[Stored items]
=== Begin Enclosure ===
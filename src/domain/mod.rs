// ============================================================================
// Domain Layer - Business Logic
// ============================================================================
//
// Aggregates and the one cross-aggregate algorithm:
// - kernel: value objects shared by several aggregates (Location)
// - order: Order aggregate and its status lifecycle
// - courier: Courier aggregate with its storage places and movement
// - services: DispatchService (order -> nearest suitable courier)
//
// Nothing in here knows about storage, scheduling or event delivery.
//
// ============================================================================

pub mod kernel;
pub mod order;
pub mod courier;
pub mod services;
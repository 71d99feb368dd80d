// Private module declarations
mod problem;
mod server;

// Re-export for public API
pub use problem::{status_for, Problem};
pub use server::{configure, start_api_server, ApiState, CourierDto, Created, LocationDto, OrderDto};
=== End Enclosure ===
[The task]
In the answer, every line above should be retyped exactly.

[Finished exercise]
filename src/domain/mod.rs
// ============================================================================
// Domain Layer - Business Logic
// ============================================================================
//
// Aggregates and the one cross-aggregate algorithm:
// - kernel: value objects shared by several aggregates (Location)
// - order: Order aggregate and its status lifecycle
// - courier: Courier aggregate with its storage places and movement
// - services: DispatchService (order -> nearest suitable courier)
//
// Nothing in here knows about storage, scheduling or event delivery.
//
// ============================================================================

pub mod kernel;
pub mod order;
pub mod courier;
pub mod services;
repository 71d99feb368dd80d
// Private module declarations
mod problem;
mod server;

// Re-export for public API
pub use problem::{status_for, Problem};
pub use server::{configure, start_api_server, ApiState, CourierDto, Created, LocationDto, OrderDto};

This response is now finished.